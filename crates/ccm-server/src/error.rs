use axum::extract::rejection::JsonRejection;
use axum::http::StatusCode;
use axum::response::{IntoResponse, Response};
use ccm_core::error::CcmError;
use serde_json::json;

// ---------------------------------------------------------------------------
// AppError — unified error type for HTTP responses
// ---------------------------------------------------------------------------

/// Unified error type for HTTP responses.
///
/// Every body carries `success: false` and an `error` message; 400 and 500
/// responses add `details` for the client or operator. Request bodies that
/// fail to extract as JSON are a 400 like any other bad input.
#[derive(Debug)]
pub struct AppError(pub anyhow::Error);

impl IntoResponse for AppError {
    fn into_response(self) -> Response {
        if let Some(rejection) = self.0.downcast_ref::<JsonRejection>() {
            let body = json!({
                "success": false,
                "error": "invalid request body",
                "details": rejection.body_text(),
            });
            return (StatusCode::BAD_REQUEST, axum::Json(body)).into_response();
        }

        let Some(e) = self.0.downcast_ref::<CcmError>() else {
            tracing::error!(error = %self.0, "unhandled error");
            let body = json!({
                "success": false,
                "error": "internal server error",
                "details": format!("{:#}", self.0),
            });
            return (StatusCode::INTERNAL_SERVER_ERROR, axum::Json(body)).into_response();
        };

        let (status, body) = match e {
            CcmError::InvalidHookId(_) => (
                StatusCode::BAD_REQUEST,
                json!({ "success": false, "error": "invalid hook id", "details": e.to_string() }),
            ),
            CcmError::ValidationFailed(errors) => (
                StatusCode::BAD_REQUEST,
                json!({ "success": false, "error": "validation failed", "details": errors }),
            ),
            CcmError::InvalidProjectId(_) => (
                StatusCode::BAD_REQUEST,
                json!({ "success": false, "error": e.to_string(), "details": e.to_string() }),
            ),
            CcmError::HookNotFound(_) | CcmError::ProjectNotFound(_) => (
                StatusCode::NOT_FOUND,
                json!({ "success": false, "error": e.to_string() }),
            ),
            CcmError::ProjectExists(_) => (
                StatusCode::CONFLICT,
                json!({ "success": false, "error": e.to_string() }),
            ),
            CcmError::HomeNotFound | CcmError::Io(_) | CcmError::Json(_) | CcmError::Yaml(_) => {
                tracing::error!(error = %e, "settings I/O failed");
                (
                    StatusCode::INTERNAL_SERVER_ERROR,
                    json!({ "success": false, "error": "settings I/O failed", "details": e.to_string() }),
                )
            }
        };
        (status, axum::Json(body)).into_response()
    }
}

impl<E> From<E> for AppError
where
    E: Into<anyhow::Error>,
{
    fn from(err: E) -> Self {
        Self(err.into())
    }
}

▬▬▬▬▬▬

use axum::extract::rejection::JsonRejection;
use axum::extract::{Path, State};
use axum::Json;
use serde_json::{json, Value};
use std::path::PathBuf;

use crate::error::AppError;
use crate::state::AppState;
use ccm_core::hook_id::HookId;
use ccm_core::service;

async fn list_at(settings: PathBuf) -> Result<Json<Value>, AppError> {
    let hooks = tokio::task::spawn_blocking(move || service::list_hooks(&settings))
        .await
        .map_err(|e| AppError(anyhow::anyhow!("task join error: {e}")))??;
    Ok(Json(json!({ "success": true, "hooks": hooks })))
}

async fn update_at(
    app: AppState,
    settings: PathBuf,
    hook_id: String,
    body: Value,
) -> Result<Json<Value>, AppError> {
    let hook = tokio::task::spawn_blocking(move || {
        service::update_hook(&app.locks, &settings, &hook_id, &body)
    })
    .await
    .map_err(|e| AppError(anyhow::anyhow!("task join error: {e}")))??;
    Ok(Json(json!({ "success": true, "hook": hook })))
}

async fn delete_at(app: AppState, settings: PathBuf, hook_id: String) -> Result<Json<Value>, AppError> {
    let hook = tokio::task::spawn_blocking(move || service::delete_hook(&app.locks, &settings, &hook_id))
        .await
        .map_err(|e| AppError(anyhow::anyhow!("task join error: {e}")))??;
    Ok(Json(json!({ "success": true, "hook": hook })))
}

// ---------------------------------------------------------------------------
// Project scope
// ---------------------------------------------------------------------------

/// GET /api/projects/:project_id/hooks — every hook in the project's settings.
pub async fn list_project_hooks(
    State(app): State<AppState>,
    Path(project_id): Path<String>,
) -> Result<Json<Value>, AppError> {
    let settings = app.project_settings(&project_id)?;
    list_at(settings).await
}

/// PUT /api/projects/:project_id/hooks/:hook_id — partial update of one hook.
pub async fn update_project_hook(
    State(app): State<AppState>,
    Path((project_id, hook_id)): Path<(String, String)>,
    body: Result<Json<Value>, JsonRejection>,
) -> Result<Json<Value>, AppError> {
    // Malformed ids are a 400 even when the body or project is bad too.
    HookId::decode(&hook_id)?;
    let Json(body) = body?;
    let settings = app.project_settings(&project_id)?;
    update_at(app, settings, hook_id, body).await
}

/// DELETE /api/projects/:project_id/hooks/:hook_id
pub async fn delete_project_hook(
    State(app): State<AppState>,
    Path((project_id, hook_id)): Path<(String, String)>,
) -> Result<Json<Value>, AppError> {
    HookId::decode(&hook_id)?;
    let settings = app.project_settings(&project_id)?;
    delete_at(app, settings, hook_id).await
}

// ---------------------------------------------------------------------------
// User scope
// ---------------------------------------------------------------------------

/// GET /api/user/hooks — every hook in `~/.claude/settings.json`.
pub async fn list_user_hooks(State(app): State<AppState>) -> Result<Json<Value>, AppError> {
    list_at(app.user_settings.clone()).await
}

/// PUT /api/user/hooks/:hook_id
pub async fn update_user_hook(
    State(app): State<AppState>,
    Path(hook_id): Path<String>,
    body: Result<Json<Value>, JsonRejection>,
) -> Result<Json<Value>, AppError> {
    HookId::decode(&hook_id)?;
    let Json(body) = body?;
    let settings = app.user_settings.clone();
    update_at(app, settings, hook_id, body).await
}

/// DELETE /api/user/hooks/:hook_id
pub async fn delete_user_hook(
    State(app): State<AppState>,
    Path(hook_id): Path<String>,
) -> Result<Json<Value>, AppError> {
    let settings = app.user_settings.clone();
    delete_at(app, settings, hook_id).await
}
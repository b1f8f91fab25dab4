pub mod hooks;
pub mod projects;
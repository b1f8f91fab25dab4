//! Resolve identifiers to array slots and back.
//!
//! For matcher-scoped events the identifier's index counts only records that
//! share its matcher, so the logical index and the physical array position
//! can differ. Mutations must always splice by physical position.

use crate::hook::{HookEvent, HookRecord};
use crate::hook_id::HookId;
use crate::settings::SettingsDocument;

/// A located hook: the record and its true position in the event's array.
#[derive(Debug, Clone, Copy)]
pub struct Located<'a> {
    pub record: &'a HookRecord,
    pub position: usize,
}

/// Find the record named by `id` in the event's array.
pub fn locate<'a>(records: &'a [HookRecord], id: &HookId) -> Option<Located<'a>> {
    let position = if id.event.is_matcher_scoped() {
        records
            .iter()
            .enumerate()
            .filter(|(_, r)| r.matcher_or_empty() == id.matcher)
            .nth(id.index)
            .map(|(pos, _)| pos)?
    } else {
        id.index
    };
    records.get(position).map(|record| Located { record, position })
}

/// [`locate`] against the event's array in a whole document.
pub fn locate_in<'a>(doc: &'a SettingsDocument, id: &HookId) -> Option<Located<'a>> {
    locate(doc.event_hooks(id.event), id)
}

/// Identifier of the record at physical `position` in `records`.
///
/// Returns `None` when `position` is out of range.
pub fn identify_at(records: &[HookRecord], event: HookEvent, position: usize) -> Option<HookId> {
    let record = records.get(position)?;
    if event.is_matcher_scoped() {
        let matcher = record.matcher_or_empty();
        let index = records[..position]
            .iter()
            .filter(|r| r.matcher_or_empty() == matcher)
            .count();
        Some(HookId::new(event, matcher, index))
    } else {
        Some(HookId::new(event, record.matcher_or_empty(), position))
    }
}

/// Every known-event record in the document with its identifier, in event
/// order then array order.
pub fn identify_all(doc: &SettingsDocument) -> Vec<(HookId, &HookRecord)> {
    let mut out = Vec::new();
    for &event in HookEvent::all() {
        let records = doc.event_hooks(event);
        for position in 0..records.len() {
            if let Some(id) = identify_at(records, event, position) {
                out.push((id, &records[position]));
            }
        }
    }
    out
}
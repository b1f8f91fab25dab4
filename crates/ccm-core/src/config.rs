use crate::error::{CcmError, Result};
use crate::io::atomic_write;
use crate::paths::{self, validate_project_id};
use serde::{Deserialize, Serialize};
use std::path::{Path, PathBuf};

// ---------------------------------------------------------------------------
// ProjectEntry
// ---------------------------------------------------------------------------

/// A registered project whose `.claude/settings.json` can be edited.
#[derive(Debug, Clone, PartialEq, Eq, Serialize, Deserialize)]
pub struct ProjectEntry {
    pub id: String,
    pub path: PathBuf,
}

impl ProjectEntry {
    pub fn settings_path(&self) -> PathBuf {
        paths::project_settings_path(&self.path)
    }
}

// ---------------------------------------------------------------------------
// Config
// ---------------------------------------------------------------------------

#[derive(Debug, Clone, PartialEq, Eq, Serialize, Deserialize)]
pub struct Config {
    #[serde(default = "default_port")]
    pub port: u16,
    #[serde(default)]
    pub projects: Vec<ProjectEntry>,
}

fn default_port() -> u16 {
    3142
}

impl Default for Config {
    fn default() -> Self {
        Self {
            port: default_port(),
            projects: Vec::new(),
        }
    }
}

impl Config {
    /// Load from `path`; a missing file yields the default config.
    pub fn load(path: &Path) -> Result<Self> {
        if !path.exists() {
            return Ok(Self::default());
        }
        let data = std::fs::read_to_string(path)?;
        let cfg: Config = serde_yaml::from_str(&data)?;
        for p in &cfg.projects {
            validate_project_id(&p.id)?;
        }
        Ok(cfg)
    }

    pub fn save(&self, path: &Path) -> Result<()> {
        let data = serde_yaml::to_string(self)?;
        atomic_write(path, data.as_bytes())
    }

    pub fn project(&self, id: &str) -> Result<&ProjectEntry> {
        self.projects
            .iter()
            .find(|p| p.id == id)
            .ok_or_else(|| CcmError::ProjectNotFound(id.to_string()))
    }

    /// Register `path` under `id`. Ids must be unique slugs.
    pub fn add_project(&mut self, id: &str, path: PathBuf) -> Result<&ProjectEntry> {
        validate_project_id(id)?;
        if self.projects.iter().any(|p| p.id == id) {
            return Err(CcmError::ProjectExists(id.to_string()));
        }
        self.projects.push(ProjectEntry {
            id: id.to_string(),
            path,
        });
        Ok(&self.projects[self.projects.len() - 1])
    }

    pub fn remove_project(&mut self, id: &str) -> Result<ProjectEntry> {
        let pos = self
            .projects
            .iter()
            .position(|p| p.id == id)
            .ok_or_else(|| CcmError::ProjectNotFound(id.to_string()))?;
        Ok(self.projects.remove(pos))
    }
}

▬▬▬▬▬▬

**To do:** The lines above, starting at the one with "filename crates/ccm-server/src/error.rs" and ending at the one with "Request bodies that", are the only ones to return, exactly as written.

**Written answer:**
filename crates/ccm-server/src/error.rs
use axum::extract::rejection::JsonRejection;
use axum::http::StatusCode;
use axum::response::{IntoResponse, Response};
use ccm_core::error::CcmError;
use serde_json::json;

// ---------------------------------------------------------------------------
// AppError — unified error type for HTTP responses
// ---------------------------------------------------------------------------

/// Unified error type for HTTP responses.
///
/// Every body carries `success: false` and an `error` message; 400 and 500
/// responses add `details` for the client or operator. Request bodies that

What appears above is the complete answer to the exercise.